O que Nietzsche chama Entestehungsherd do conceito de bom, em Genealogia da

Moral (NIETZSCHE apud FOUCAULT, 2015d, p. 68 [1971]), não é exatamente “nem a

energia dos fortes nem a reação dos fracos, mas sim a cena onde eles se distribuem uns frente aos outros, uns acima dos outros; é o espaço que os divide e se abre entre eles, o vazio através do qual eles trocam ameaças e palavras”. A emergência designa esse lugar de afrontamento, um “não lugar”: “Ninguém é, portanto, responsável por uma emergência; ninguém pode se autoglorificar por ela; ela sempre se produz no interstício.” (FOUCAULT, 2015d, p. 68 [1971]). Para o autor, são os efeitos de poder próprios a um discurso considerado como científico que a genealogia deve combater (FOUCAULT, 2015d, p. 268 [1971]). Ainda questiona o francês: “[...] em uma sociedade como a nossa, que tipo de poder é capaz de produzir discursos de verdade dotados de efeitos tão poderosos?” (FOUCAULT, 2015b, p. 278 [1976]).

Essa pesquisa de mestrado, tomando o problema da origem em consideração, se inscreve no campo das análises genealógicas, ainda, porque mantém um importante deslocamento com relação à certa ciência política, que limita ao Estado o fundamental da investigação sobre o poder, entendendo uma não sinonímia entre Estado e poder, tal qual Foucault evidenciou

estudando a formação das sociedades capitalistas (MACHADO apud FOUCAULT, 2015 [1979]). A análise genealógica do poder se dá na sua forma mais regional e concreta: as internações compulsórias de sujeitos ditos alcoolistas, em Erechim, investido em instituições: o CAPSad, a Justiça, a família e o hospital; tomando corpo em técnicas de dominação (culminado em última instância na dominação do corpo, dominação propriamente dita através da condução coercitiva) e situa-se na cotidianidade da vida. Apresentam-se aqui dois aspectos intimamente ligados: a atenção a suas formas locais e a investigação dos procedimentos técnicos do poder que realizam esse controle detalhado e minucioso do corpo. Essas análises apontam para uma consequência política que tem como objetivo não apenas dissecar e esquadrinhas teoricamente as relações de poder, mas também servir como instrumento de luta, articulado com outros instrumentos, contra essas mesmas relações de poder.

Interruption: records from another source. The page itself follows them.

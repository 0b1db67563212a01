use std::collections::VecDeque;
use std::sync::Arc;
use std::time::{Duration, Instant, SystemTime, UNIX_EPOCH};

use parking_lot::{Condvar, Mutex};
use rustc_hash::FxHashMap;

use crate::config::EdgeDetect;
use crate::debounce::DebounceWindow;
use crate::error::AppError;
use crate::gpio::{Bias, Direction, EdgeEvent, EdgeKind, GpioBackend, LineId, LineRequest, LineSettings};

/// In-memory chips for tests and development without hardware.
///
/// Behaves like the character device where it matters: unknown chips and
/// out-of-range offsets are unavailable, a line can only be requested once,
/// inputs idle at their bias level and edges are filtered by the programmed
/// debounce period.
#[derive(Default, Clone)]
pub struct MockGpioBackend {
    shared: Arc<MockShared>,
}

#[derive(Default)]
struct MockShared {
    state: Mutex<MockState>,
    edge_ready: Condvar,
}

#[derive(Default)]
struct MockState {
    chips: FxHashMap<String, u32>,
    lines: FxHashMap<LineId, MockLine>,
    loopbacks: FxHashMap<LineId, LineId>, // output -> input
}

struct MockLine {
    settings: LineSettings,
    requested: bool,
    output: bool,
    driven: Option<bool>,
    faulty: bool,
    events: VecDeque<EdgeEvent>,
    debounce: DebounceWindow,
    writes: Vec<LevelChange>,
}

impl MockLine {
    fn new() -> Self {
        Self {
            settings: LineSettings::input(Default::default()),
            requested: false,
            output: false,
            driven: None,
            faulty: false,
            events: VecDeque::new(),
            debounce: DebounceWindow::new(Duration::ZERO),
            writes: Vec::new(),
        }
    }

    fn level(&self) -> bool {
        match self.settings.direction {
            Direction::Output if self.requested => self.output,
            _ => self.driven.unwrap_or(self.settings.bias == Bias::PullUp),
        }
    }
}

/// One write observed on a mock output line.
#[derive(Debug, Clone, Copy, PartialEq, Eq)]
pub struct LevelChange {
    pub level: bool,
    pub at: Instant,
}

impl MockGpioBackend {
    pub fn new() -> Self {
        Self::default()
    }

    pub fn with_chip(self, path: &str, num_lines: u32) -> Self {
        self.add_chip(path, num_lines);
        self
    }

    pub fn add_chip(&self, path: &str, num_lines: u32) {
        self.shared
            .state
            .lock()
            .chips
            .insert(path.to_string(), num_lines);
    }

    /// Drives an input line from outside, as wiring or a switch contact would.
    pub fn set_level(&self, id: &LineId, level: bool) {
        let mut state = self.shared.state.lock();
        Self::drive(&mut state, id, level);
        self.shared.edge_ready.notify_all();
    }

    /// Routes every write on `output` to `input`.
    pub fn wire(&self, output: &LineId, input: &LineId) {
        let mut state = self.shared.state.lock();
        state.loopbacks.insert(output.clone(), input.clone());
        let level = state.lines.get(output).map(MockLine::level);
        if let Some(level) = level {
            Self::drive(&mut state, input, level);
        }
    }

    /// Makes reads and writes on `id` fail until cleared.
    pub fn set_faulty(&self, id: &LineId, faulty: bool) {
        let mut state = self.shared.state.lock();
        state
            .lines
            .entry(id.clone())
            .or_insert_with(MockLine::new)
            .faulty = faulty;
    }

    pub fn level(&self, id: &LineId) -> Option<bool> {
        self.shared.state.lock().lines.get(id).map(MockLine::level)
    }

    pub fn writes(&self, id: &LineId) -> Vec<LevelChange> {
        self.shared
            .state
            .lock()
            .lines
            .get(id)
            .map(|l| l.writes.clone())
            .unwrap_or_default()
    }

    pub fn clear_writes(&self, id: &LineId) {
        if let Some(line) = self.shared.state.lock().lines.get_mut(id) {
            line.writes.clear();
        }
    }

    pub fn settings(&self, id: &LineId) -> Option<LineSettings> {
        self.shared
            .state
            .lock()
            .lines
            .get(id)
            .filter(|l| l.requested)
            .map(|l| l.settings.clone())
    }

    pub fn is_requested(&self, id: &LineId) -> bool {
        self.shared
            .state
            .lock()
            .lines
            .get(id)
            .map(|l| l.requested)
            .unwrap_or(false)
    }

    pub fn requested_count(&self) -> usize {
        self.shared
            .state
            .lock()
            .lines
            .values()
            .filter(|l| l.requested)
            .count()
    }

    fn drive(state: &mut MockState, id: &LineId, level: bool) {
        let line = state.lines.entry(id.clone()).or_insert_with(MockLine::new);
        let old = line.level();
        line.driven = Some(level);
        let new = line.level();

        if !line.requested || line.settings.direction != Direction::Input || old == new {
            return;
        }
        let edge = if new { EdgeKind::Rising } else { EdgeKind::Falling };
        if edge_matches(line.settings.edge, edge) && line.debounce.accept(Instant::now()) {
            line.events.push_back(EdgeEvent {
                offset: id.offset,
                edge,
                timestamp_ns: epoch_nanos(),
            });
        }
    }
}

impl GpioBackend for MockGpioBackend {
    type Request = MockLineRequest;

    fn request_lines(
        &self,
        chip: &str,
        offsets: &[u32],
        settings: &LineSettings,
    ) -> Result<MockLineRequest, AppError> {
        let mut state = self.shared.state.lock();

        let num_lines = *state
            .chips
            .get(chip)
            .ok_or_else(|| AppError::DeviceUnavailable(format!("open chip {chip}: no such device")))?;

        for &offset in offsets {
            if offset >= num_lines {
                return Err(AppError::DeviceUnavailable(format!(
                    "offset {offset} out of range for {chip} ({num_lines} lines)"
                )));
            }
            let id = LineId::new(chip, offset);
            if state.lines.get(&id).map(|l| l.requested).unwrap_or(false) {
                return Err(AppError::DeviceUnavailable(format!("{id}: device or resource busy")));
            }
        }

        for &offset in offsets {
            let line = state
                .lines
                .entry(LineId::new(chip, offset))
                .or_insert_with(MockLine::new);
            line.requested = true;
            line.output = false;
            line.events.clear();
            line.settings = settings.clone();
            line.debounce.set_period(settings.debounce);
        }

        Ok(MockLineRequest {
            shared: self.shared.clone(),
            chip: chip.to_string(),
            offsets: offsets.to_vec(),
        })
    }
}

pub struct MockLineRequest {
    shared: Arc<MockShared>,
    chip: String,
    offsets: Vec<u32>,
}

impl MockLineRequest {
    fn line_id(&self, offset: u32) -> LineId {
        LineId::new(self.chip.as_str(), offset)
    }

    fn has_events(&self, state: &MockState) -> bool {
        self.offsets.iter().any(|&o| {
            state
                .lines
                .get(&self.line_id(o))
                .map(|l| !l.events.is_empty())
                .unwrap_or(false)
        })
    }

    fn check_offset(&self, offset: u32) -> Result<LineId, AppError> {
        if self.offsets.contains(&offset) {
            Ok(self.line_id(offset))
        } else {
            Err(AppError::InvalidState(format!(
                "offset {offset} is not part of this request"
            )))
        }
    }
}

impl LineRequest for MockLineRequest {
    fn offsets(&self) -> &[u32] {
        &self.offsets
    }

    fn reconfigure(&mut self, settings: &LineSettings) -> Result<(), AppError> {
        let mut state = self.shared.state.lock();
        for &offset in &self.offsets {
            if let Some(line) = state.lines.get_mut(&self.line_id(offset)) {
                line.settings = settings.clone();
                line.debounce.set_period(settings.debounce);
            }
        }
        Ok(())
    }

    fn value(&self, offset: u32) -> Result<bool, AppError> {
        let id = self.check_offset(offset)?;
        let state = self.shared.state.lock();
        let line = state
            .lines
            .get(&id)
            .ok_or_else(|| AppError::LineRead(format!("{id} vanished")))?;
        if line.faulty {
            return Err(AppError::LineRead(format!("get value {id}: input/output error")));
        }
        Ok(line.level())
    }

    fn set_value(&mut self, offset: u32, active: bool) -> Result<(), AppError> {
        let id = self.check_offset(offset)?;
        let mut state = self.shared.state.lock();
        let line = state
            .lines
            .get_mut(&id)
            .ok_or_else(|| AppError::LineWrite(format!("{id} vanished")))?;
        if line.faulty {
            return Err(AppError::LineWrite(format!("set value {id}: input/output error")));
        }
        if !line.settings.is_writable() {
            return Err(AppError::LineWrite(format!("{id} is not an output")));
        }
        line.output = active;
        line.writes.push(LevelChange {
            level: active,
            at: Instant::now(),
        });

        if let Some(input) = state.loopbacks.get(&id).cloned() {
            MockGpioBackend::drive(&mut state, &input, active);
            self.shared.edge_ready.notify_all();
        }
        Ok(())
    }

    fn wait_edge_events(&self, timeout: Option<Duration>) -> Result<bool, AppError> {
        let deadline = timeout.map(|t| Instant::now() + t);
        let mut state = self.shared.state.lock();
        loop {
            if self.has_events(&state) {
                return Ok(true);
            }
            match deadline {
                None => self.shared.edge_ready.wait(&mut state),
                Some(deadline) => {
                    if Instant::now() >= deadline {
                        return Ok(false);
                    }
                    if self
                        .shared
                        .edge_ready
                        .wait_until(&mut state, deadline)
                        .timed_out()
                    {
                        return Ok(self.has_events(&state));
                    }
                }
            }
        }
    }

    fn read_edge_events(&mut self) -> Result<Vec<EdgeEvent>, AppError> {
        let mut state = self.shared.state.lock();
        let mut events = Vec::new();
        for &offset in &self.offsets {
            if let Some(line) = state.lines.get_mut(&self.line_id(offset)) {
                events.extend(line.events.drain(..));
            }
        }
        Ok(events)
    }

    fn release(self) -> Result<(), AppError> {
        let mut state = self.shared.state.lock();
        for &offset in &self.offsets {
            if let Some(line) = state.lines.get_mut(&self.line_id(offset)) {
                line.requested = false;
                line.events.clear();
            }
        }
        Ok(())
    }
}

fn edge_matches(configured: EdgeDetect, observed: EdgeKind) -> bool {
    match configured {
        EdgeDetect::None => false,
        EdgeDetect::Rising => observed == EdgeKind::Rising,
        EdgeDetect::Falling => observed == EdgeKind::Falling,
        EdgeDetect::Both => true,
    }
}

fn epoch_nanos() -> u64 {
    SystemTime::now()
        .duration_since(UNIX_EPOCH)
        .map(|d| d.as_nanos() as u64)
        .unwrap_or(0)
}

O interessante dessa análise, cabe ressaltar, é que os poderes não estão localizados em nenhum ponto específico único da estrutura social, mas situam-se em uma rede de dispositivos ou mecanismos a que nada ou ninguém escapa (MACHADO apud FOUCAULT, 2015 [1979]) – incluindo, como se verá, também as políticas estatais do liberalismo.